Colossal Cave Adventure fece infatti da apripista a un entusiasmante decennio di avventure testuali, spesso chiamate anche interactive fiction. Molte di queste opere, da Zork a Deadline, furono prodotte da Infocom, una delle prime aziende a trasformare i giochi per computer in un affare redditizio. Venduti anche in libreria (lo zoccolo duro dei fan erano lettori forti), i floppy disk di Infocom erano spesso accompagnati dai cosiddetti “feelies”, gadget che espandevano il mondo di finzione della storia ben oltre le poche decine di kilobyte concessi dai dischi dell’epoca. Per esempio, essendo una detective story, Deadline includeva una foto della scena del crimine, alcune lettere e persino delle pillole ritrovate vicino al corpo della vittima. Nonostante gli elaborati ammennicoli, molto era comunque lasciato all’immaginazione dei giocatori, che si ritrovavano spesso a disegnare su carta le mappe del gioco. Ancora lontani erano i tempi delle mappe dettagliate di Red Dead Redemption 2 e altri giochi open world. Allo stesso tempo, i videogiochi open world di oggi e le avventure testuali degli anni Ottanta sono più simili di quanto si possa pensare. Come si dice nel documentario Get Lamp, l’obiettivo di Zork e Deadline era di “creare mondi giganteschi dove ci fossero un sacco di cose da vedere e fare”. E cosa sono le praterie brulicanti di vita di Red Dead Redemption 2 se non la continuazione della logica con altri, più potenti, mezzi?

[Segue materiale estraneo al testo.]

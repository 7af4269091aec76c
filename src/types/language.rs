//! Output language codes.

use std::fmt;
use std::str::FromStr;

use serde::{Deserialize, Serialize};

use crate::StargazerError;

/// Target language of an insight.
///
/// Providers always generate English; any other language goes through the
/// translation adapter afterwards.
#[derive(Debug, Clone, Copy, Default, PartialEq, Eq, Hash, Serialize, Deserialize)]
pub enum Language {
    #[default]
    #[serde(rename = "en")]
    English,
    #[serde(rename = "hi")]
    Hindi,
}

impl Language {
    /// ISO 639-1 code.
    pub fn code(&self) -> &'static str {
        match self {
            Language::English => "en",
            Language::Hindi => "hi",
        }
    }

    /// FLORES-200 code, as used by NLLB and IndicTrans2.
    pub fn flores_code(&self) -> &'static str {
        match self {
            Language::English => "eng_Latn",
            Language::Hindi => "hin_Deva",
        }
    }

    /// Whether generated (English) text needs translating into this language.
    pub fn requires_translation(&self) -> bool {
        *self != Language::English
    }
}

impl fmt::Display for Language {
    fn fmt(&self, f: &mut fmt::Formatter<'_>) -> fmt::Result {
        f.write_str(self.code())
    }
}

impl FromStr for Language {
    type Err = StargazerError;

    fn from_str(s: &str) -> Result<Self, Self::Err> {
        match s.trim().to_ascii_lowercase().as_str() {
            "en" => Ok(Language::English),
            "hi" => Ok(Language::Hindi),
            other => Err(StargazerError::InvalidInput(format!(
                "language must be either \"en\" or \"hi\", got \"{other}\""
            ))),
        }
    }
}

#[cfg(test)]
mod tests {
    use super::*;

    #[test]
    fn parses_known_codes() {
        assert_eq!("en".parse::<Language>().unwrap(), Language::English);
        assert_eq!("HI".parse::<Language>().unwrap(), Language::Hindi);
        assert!("fr".parse::<Language>().is_err());
    }

    #[test]
    fn only_non_english_requires_translation() {
        assert!(!Language::English.requires_translation());
        assert!(Language::Hindi.requires_translation());
    }

    #[test]
    fn serde_uses_codes() {
        assert_eq!(serde_json::to_string(&Language::Hindi).unwrap(), "\"hi\"");
        let lang: Language = serde_json::from_str("\"en\"").unwrap();
        assert_eq!(lang, Language::English);
    }
}
//! Post-generation translation with ordered backend fallback.
//!
//! Providers always generate English. When a request targets another
//! language, the [`TranslationAdapter`] converts the generated text using
//! one of several backends:
//!
//! | Method        | Backend                                    |
//! |---------------|--------------------------------------------|
//! | `indictrans2` | IndicTrans2 via HuggingFace Inference      |
//! | `nllb`        | NLLB-200 via HuggingFace Inference         |
//! | `google`      | Google Cloud Translation v2                |
//! | `placeholder` | deterministic local transform (terminal)   |
//!
//! Under [`TranslationMethod::Auto`] the available backends are tried in
//! that order, each once under the adapter timeout, and the placeholder
//! closes the chain. Availability is probed once, when the adapter is
//! built.

pub mod google;
pub mod huggingface;
pub mod placeholder;

pub use google::GoogleTranslateClient;
pub use huggingface::HfTranslator;
pub use placeholder::PlaceholderTranslator;

use std::fmt;
use std::str::FromStr;
use std::sync::Arc;
use std::time::Duration;

use async_trait::async_trait;
use serde::{Deserialize, Serialize};
use tracing::{debug, instrument, warn};

use crate::telemetry;
use crate::types::Language;
use crate::{Result, StargazerError};

/// Default per-backend translation timeout.
pub const DEFAULT_TRANSLATION_TIMEOUT: Duration = Duration::from_secs(30);

/// Translation backend selector.
#[derive(Debug, Clone, Copy, Default, PartialEq, Eq, Hash, Serialize, Deserialize)]
#[serde(rename_all = "lowercase")]
pub enum TranslationMethod {
    /// First available backend, most specialized first.
    #[default]
    Auto,
    #[serde(rename = "indictrans2")]
    IndicTrans2,
    Nllb,
    Google,
    /// Deterministic local transform. Always available.
    #[serde(alias = "stub")]
    Placeholder,
}

impl TranslationMethod {
    pub fn as_str(&self) -> &'static str {
        match self {
            TranslationMethod::Auto => "auto",
            TranslationMethod::IndicTrans2 => "indictrans2",
            TranslationMethod::Nllb => "nllb",
            TranslationMethod::Google => "google",
            TranslationMethod::Placeholder => "placeholder",
        }
    }

    /// Position under `Auto`; lower is tried first.
    fn rank(&self) -> u8 {
        match self {
            TranslationMethod::IndicTrans2 => 0,
            TranslationMethod::Nllb => 1,
            TranslationMethod::Google => 2,
            TranslationMethod::Placeholder | TranslationMethod::Auto => u8::MAX,
        }
    }
}

impl fmt::Display for TranslationMethod {
    fn fmt(&self, f: &mut fmt::Formatter<'_>) -> fmt::Result {
        f.write_str(self.as_str())
    }
}

impl FromStr for TranslationMethod {
    type Err = StargazerError;

    fn from_str(s: &str) -> Result<Self> {
        match s.trim().to_ascii_lowercase().as_str() {
            "auto" => Ok(TranslationMethod::Auto),
            "indictrans2" => Ok(TranslationMethod::IndicTrans2),
            "nllb" => Ok(TranslationMethod::Nllb),
            "google" => Ok(TranslationMethod::Google),
            "placeholder" | "stub" => Ok(TranslationMethod::Placeholder),
            _ => Err(StargazerError::Configuration(format!(
                "unknown translation method '{s}' (expected auto, indictrans2, nllb, google or placeholder)"
            ))),
        }
    }
}

/// A translation backend.
#[async_trait]
pub trait TranslationBackend: Send + Sync {
    /// Backend name for logging and metrics.
    fn name(&self) -> &str;

    /// The method that selects this backend.
    fn method(&self) -> TranslationMethod;

    /// Whether the backend's runtime dependency is configured.
    ///
    /// Probed once when the adapter is built.
    fn is_available(&self) -> bool;

    /// Translate English `text` into `target`.
    async fn translate(&self, text: &str, target: Language) -> Result<String>;
}

/// Ordered translation backends closed by the placeholder transform.
pub struct TranslationAdapter {
    /// Available backends, in `Auto` order.
    backends: Vec<Arc<dyn TranslationBackend>>,
    placeholder: PlaceholderTranslator,
    timeout: Duration,
}

impl TranslationAdapter {
    /// Build an adapter from candidate backends.
    ///
    /// Unavailable candidates are dropped here and never reconsidered.
    pub fn new(candidates: Vec<Arc<dyn TranslationBackend>>, timeout: Duration) -> Self {
        let mut backends: Vec<_> = candidates
            .into_iter()
            .filter(|backend| {
                let available = backend.is_available();
                if !available {
                    debug!(backend = backend.name(), "translation backend unavailable");
                }
                available && backend.method() != TranslationMethod::Placeholder
            })
            .collect();
        backends.sort_by_key(|b| b.method().rank());

        Self {
            backends,
            placeholder: PlaceholderTranslator,
            timeout,
        }
    }

    /// Adapter with no remote backends.
    pub fn placeholder_only() -> Self {
        Self::new(Vec::new(), DEFAULT_TRANSLATION_TIMEOUT)
    }

    /// Methods usable with [`translate`](Self::translate), in `Auto` order.
    pub fn available_methods(&self) -> Vec<TranslationMethod> {
        let mut methods = vec![TranslationMethod::Auto];
        methods.extend(self.backends.iter().map(|b| b.method()));
        methods.push(TranslationMethod::Placeholder);
        methods
    }

    /// Whether `method` can be requested without `TranslationUnavailable`.
    pub fn is_method_available(&self, method: TranslationMethod) -> bool {
        match method {
            TranslationMethod::Auto | TranslationMethod::Placeholder => true,
            named => self.backend_for(named).is_some(),
        }
    }

    fn backend_for(&self, method: TranslationMethod) -> Option<&Arc<dyn TranslationBackend>> {
        self.backends.iter().find(|b| b.method() == method)
    }

    /// Translate `text` into `target`.
    ///
    /// English targets return the text unchanged. A named backend that was
    /// not available at construction yields
    /// [`StargazerError::TranslationUnavailable`]; any backend failure at
    /// call time degrades to the placeholder.
    #[instrument(skip(self, text), fields(len = text.len()))]
    pub async fn translate(
        &self,
        text: &str,
        target: Language,
        method: TranslationMethod,
    ) -> Result<String> {
        if !target.requires_translation() {
            return Ok(text.to_string());
        }

        match method {
            TranslationMethod::Placeholder => {}
            TranslationMethod::Auto => {
                for backend in &self.backends {
                    if let Some(translated) = self.attempt(backend.as_ref(), text, target).await {
                        return Ok(translated);
                    }
                }
            }
            named => {
                let backend = self
                    .backend_for(named)
                    .ok_or_else(|| StargazerError::TranslationUnavailable(named.to_string()))?;
                if let Some(translated) = self.attempt(backend.as_ref(), text, target).await {
                    return Ok(translated);
                }
            }
        }

        Self::record(self.placeholder.name(), "ok");
        Ok(PlaceholderTranslator::transform(text, target))
    }

    /// One bounded attempt. `None` means fall through.
    async fn attempt(
        &self,
        backend: &dyn TranslationBackend,
        text: &str,
        target: Language,
    ) -> Option<String> {
        let name = backend.name();
        match tokio::time::timeout(self.timeout, backend.translate(text, target)).await {
            Ok(Ok(translated)) if !translated.trim().is_empty() => {
                Self::record(name, "ok");
                Some(translated)
            }
            Ok(Ok(_)) => {
                Self::record(name, "error");
                warn!(backend = name, "translation backend returned empty text");
                None
            }
            Ok(Err(e)) => {
                Self::record(name, "error");
                warn!(backend = name, error = %e, "translation backend failed, falling back");
                None
            }
            Err(_) => {
                Self::record(name, "timeout");
                warn!(backend = name, timeout = ?self.timeout, "translation backend timed out, falling back");
                None
            }
        }
    }

    fn record(backend: &str, status: &'static str) {
        metrics::counter!(telemetry::TRANSLATIONS_TOTAL,
            "backend" => backend.to_owned(),
            "status" => status,
        )
        .increment(1);
    }
}

impl Default for TranslationAdapter {
    fn default() -> Self {
        Self::placeholder_only()
    }
}

#[cfg(test)]
mod tests {
    use super::*;

    #[test]
    fn method_parses_with_stub_alias() {
        assert_eq!("stub".parse::<TranslationMethod>().unwrap(), TranslationMethod::Placeholder);
        assert_eq!("NLLB".parse::<TranslationMethod>().unwrap(), TranslationMethod::Nllb);
        assert!("bing".parse::<TranslationMethod>().is_err());
    }

    #[test]
    fn method_serde_names() {
        let json = serde_json::to_string(&TranslationMethod::IndicTrans2).unwrap();
        assert_eq!(json, "\"indictrans2\"");
        let parsed: TranslationMethod = serde_json::from_str("\"stub\"").unwrap();
        assert_eq!(parsed, TranslationMethod::Placeholder);
    }

    #[test]
    fn placeholder_only_methods() {
        let adapter = TranslationAdapter::placeholder_only();
        assert_eq!(
            adapter.available_methods(),
            vec![TranslationMethod::Auto, TranslationMethod::Placeholder]
        );
        assert!(!adapter.is_method_available(TranslationMethod::Google));
    }

    #[tokio::test]
    async fn english_is_identity() {
        let adapter = TranslationAdapter::placeholder_only();
        let text = adapter
            .translate("Hello", Language::English, TranslationMethod::Auto)
            .await
            .unwrap();
        assert_eq!(text, "Hello");
    }

    #[tokio::test]
    async fn unavailable_named_backend_errors() {
        let adapter = TranslationAdapter::placeholder_only();
        let err = adapter
            .translate("Hello", Language::Hindi, TranslationMethod::Nllb)
            .await
            .unwrap_err();
        assert!(matches!(err, StargazerError::TranslationUnavailable(ref m) if m == "nllb"));
    }
}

Per vari motivi, non da ultimo le ingenti risorse spese nel fallimentare tentativo di espandersi in settori diversi dai giochi per computer, la stella di Infocom si spegnerà presto. Appena un paio d’anni dopo aver rifiutato un’offerta d’acquisto per 28 milioni di dollari da parte della casa editrice Simon & Schuster, l’azienda sarà inglobata da Activision per meno di 7 milioni. Siamo alla fine degli anni Ottanta è il clima è cambiato. Tra discussioni interne e l’ascesa inarrestabile di giochi per computer dalle grafiche sempre più raffinate, le avventure testuali di Infocom escono di scena. Ma il sasso nello stagno è stato lanciato e non si torna indietro: il pc è un potentissimo strumento che serve non solo a lavorare ma anche a raccontare storie. Storie in cui il giocatore può dire la sua. In altre parole, storie interattive.
L’ologramma di Amleto
Ci sono due libri che raccontano perfettamente gli straordinari avvenimenti avvenuti nel mondo dello storytelling nella prima metà degli anni Novanta: Infinite Jest di David Foster Wallace e Hamlet on the Holodeck di Janet Murray. Sono pubblicati a distanza ravvicinata (il primo nel 1996, il secondo nel 1997) e contengono entrambi un riferimento all’Amleto di Shakespeare nel titolo (“Ahimè, povero Yorick! L’ho conosciuto, Orazio: un compagno di scherzi infiniti”, dice il principe di Danimarca). Per il resto, si tratta di due opere che hanno apparentemente ben poco in comune: quello di Wallace è un romanzo enciclopedico su un’America assuefatta da droghe di ogni tipo, il libro di Murray, oggi professoressa di narrativa interattiva al Georgia Institute of Technology, è un saggio su come il computer è destinato a cambiare il modo di raccontare storie nello stesso modo in cui lo hanno fatto in passato la cinepresa e prima ancora il libro stampato. Nonostante il sapore decisamente anni Novanta, Hamlet on the Holodeck è tutt’ora un libro fondamentale per chiunque si interessi di videogiochi, realtà virtuale e tutti gli altri modi con cui raccontare una storia usando un computer. Secondo Murray, tutti i media digitali hanno quattro caratteristiche: sono procedurali (il computer può seguire istruzioni), partecipativi (l’utente può interagire con il computer), spaziali (grazie a un computer possiamo creare spazi virtuali in cui navigare) ed enciclopedici (il computer è di gran lunga il medium più capace mai creato). In altre parole, grazie a un pc possiamo raccontare storie interattive e immersive, veri e propri mondi di finzione da esplorare.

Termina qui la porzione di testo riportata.